[Dataset items]
★ ★ ★ ★

//! # Registry — Table-of-Tables with Atomic Write Discipline
//!
//! The `Registry` owns one [`Table`] per entity kind plus the
//! tenant–offering–location association rows and the cached ancestor view.
//! It is the only place where hierarchy validation and the parent-pointer
//! write meet: both happen inside a single `write_with` critical section on
//! the location table, the in-memory equivalent of validate-and-commit under
//! one serializable transaction.
//!
//! Writes are all-or-nothing: every precondition (existence, version,
//! hierarchy) is checked before the first field is touched, so an aborted
//! write leaves no partial audit stamp or parent mutation behind.

use std::collections::HashSet;
use std::sync::Arc;

use parking_lot::RwLock;
use thiserror::Error;

use locus_core::{
    DashboardId, DashboardOptionId, GeoPoint, LocationId, LocationTypeId, LogEntryId, OfferingId,
    TenantId, Timestamp, UserId,
};

use crate::ancestry::AncestorView;
use crate::hierarchy::{validate_reparent, HierarchyError};
use crate::records::{
    DashboardOptionRecord, DashboardRecord, LocationRecord, LogEntryRecord, StoredRecord,
    TenantOfferingLocation, TenantRecord,
};
use crate::scope::DeletionScope;
use crate::table::Table;
//! # Hierarchy Validator — Cycle-Safe Parent Assignment
//!
//! Validates proposed parent links over the location arena. The validation
//! functions here are pure: they take the raw table map, so the registry can
//! run them *inside* the same write-lock critical section as the
//! parent-pointer write. Validating in one lock acquisition and writing in
//! another is unsafe under concurrent reparenting — two individually acyclic
//! proposals can jointly form a cycle when interleaved.
//!
//! ## Invariant
//!
//! The ancestor walk carries a visited-id set, not a step counter. Even if
//! the stored data already contains a cycle (corruption from a prior system),
//! the walk terminates deterministically and reports it; it never treats
//! ambiguous data as an acyclic chain and never loops. A parent id that does
//! not resolve fails closed with `BrokenParentChain`.
//!
//! The walk deliberately ignores `is_deleted`: a soft-deleted ancestor still
//! occupies its structural place in the chain.

use std::collections::{HashMap, HashSet};

use thiserror::Error;

use locus_core::{LocationId, TenantId};

use crate::records::LocationRecord;

/// Errors raised by hierarchy validation. These short-circuit — they are not
/// collected alongside per-field validation failures.
#[derive(Error, Debug, Clone, PartialEq, Eq)]
pub enum HierarchyError {
    /// The proposed parent assignment would make the candidate its own
    /// ancestor (or the stored chain already loops).
    #[error("assigning parent {proposed_parent} to {candidate} would create a cycle")]
    CircularReference {
        /// The node being reparented.
        candidate: LocationId,
        /// The proposed parent.
        proposed_parent: LocationId,
    },

    /// A parent id in the ancestor chain does not resolve to a stored row.
    /// Fails closed: an unresolvable chain is never treated as acyclic.
    #[error("parent chain is broken: {missing} does not resolve to a stored location")]
    BrokenParentChain {
        /// The id that failed to resolve.
        missing: LocationId,
    },

    /// The proposed parent belongs to a different tenant than the candidate.
    #[error(
        "parent {proposed_parent} belongs to tenant {parent_tenant}, \
         candidate belongs to tenant {candidate_tenant}"
    )]
    TenantMismatch {
        /// The proposed parent.
        proposed_parent: LocationId,
        /// The proposed parent's owning tenant.
        parent_tenant: TenantId,
        /// The candidate's owning tenant.
        candidate_tenant: TenantId,
    },

    /// The candidate itself does not exist.
    #[error("location {0} not found")]
    NotFound(LocationId),
}

/// Would assigning `proposed_parent` as the parent of `candidate` create a
/// cycle?
///
/// Walks the ancestor chain starting at `proposed_parent`. Self-parenting is
/// answered immediately, with no traversal. Returns
/// [`HierarchyError::BrokenParentChain`] if any id along the chain fails to
/// resolve, and reports `Ok(true)` if the stored chain itself already loops —
/// corrupt data must surface as a cycle, not as non-termination.
pub fn would_create_cycle(
    locations: &HashMap<LocationId, LocationRecord>,
    candidate: LocationId,
    proposed_parent: LocationId,
) -> Result<bool, HierarchyError> {
    if proposed_parent == candidate {
        return Ok(true);
    }

    let mut visited: HashSet<LocationId> = HashSet::new();
    let mut current = proposed_parent;
    loop {
        if current == candidate {
            return Ok(true);
        }
        if !visited.insert(current) {
            // Pre-existing cycle in stored data, not involving the candidate.
            return Ok(true);
        }
        let record = locations
            .get(&current)
            .ok_or(HierarchyError::BrokenParentChain { missing: current })?;
        match record.parent_id {
            Some(parent) => current = parent,
            None => return Ok(false),
        }
    }
}

/// Validate a proposed reparent of `candidate` under `proposed_parent`.
///
/// - `None` → the candidate becomes a root: always valid.
/// - Same-tenant parenting is enforced: a parent in another tenant is
///   rejected with [`HierarchyError::TenantMismatch`].
/// - Cycle detection per [`would_create_cycle`].
///
/// Callers must invoke this inside the same critical section as the
/// parent-pointer write.
pub fn validate_reparent(
    locations: &HashMap<LocationId, LocationRecord>,
    candidate: LocationId,
    proposed_parent: Option<LocationId>,
) -> Result<(), HierarchyError> {
    let candidate_record = locations
        .get(&candidate)
        .ok_or(HierarchyError::NotFound(candidate))?;

    let proposed_parent = match proposed_parent {
        Some(parent) => parent,
        None => return Ok(()),
    };

    if proposed_parent == candidate {
        return Err(HierarchyError::CircularReference {
            candidate,
            proposed_parent,
        });
    }

    let parent_record = locations
        .get(&proposed_parent)
        .ok_or(HierarchyError::BrokenParentChain {
            missing: proposed_parent,
        })?;

    if parent_record.tenant_id != candidate_record.tenant_id {
        return Err(HierarchyError::TenantMismatch {
            proposed_parent,
            parent_tenant: parent_record.tenant_id,
            candidate_tenant: candidate_record.tenant_id,
        });
    }

    if would_create_cycle(locations, candidate, proposed_parent)? {
        return Err(HierarchyError::CircularReference {
            candidate,
            proposed_parent,
        });
    }

    Ok(())
}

★ ★ ★ ★

*What is being asked*. Scan the records for the word "loops". Copy each line where it turns up.

*Solved exercise*.
//! ambiguous data as an acyclic chain and never loops. A parent id that does
    /// ancestor (or the stored chain already loops).
/// resolve, and reports `Ok(true)` if the stored chain itself already loops —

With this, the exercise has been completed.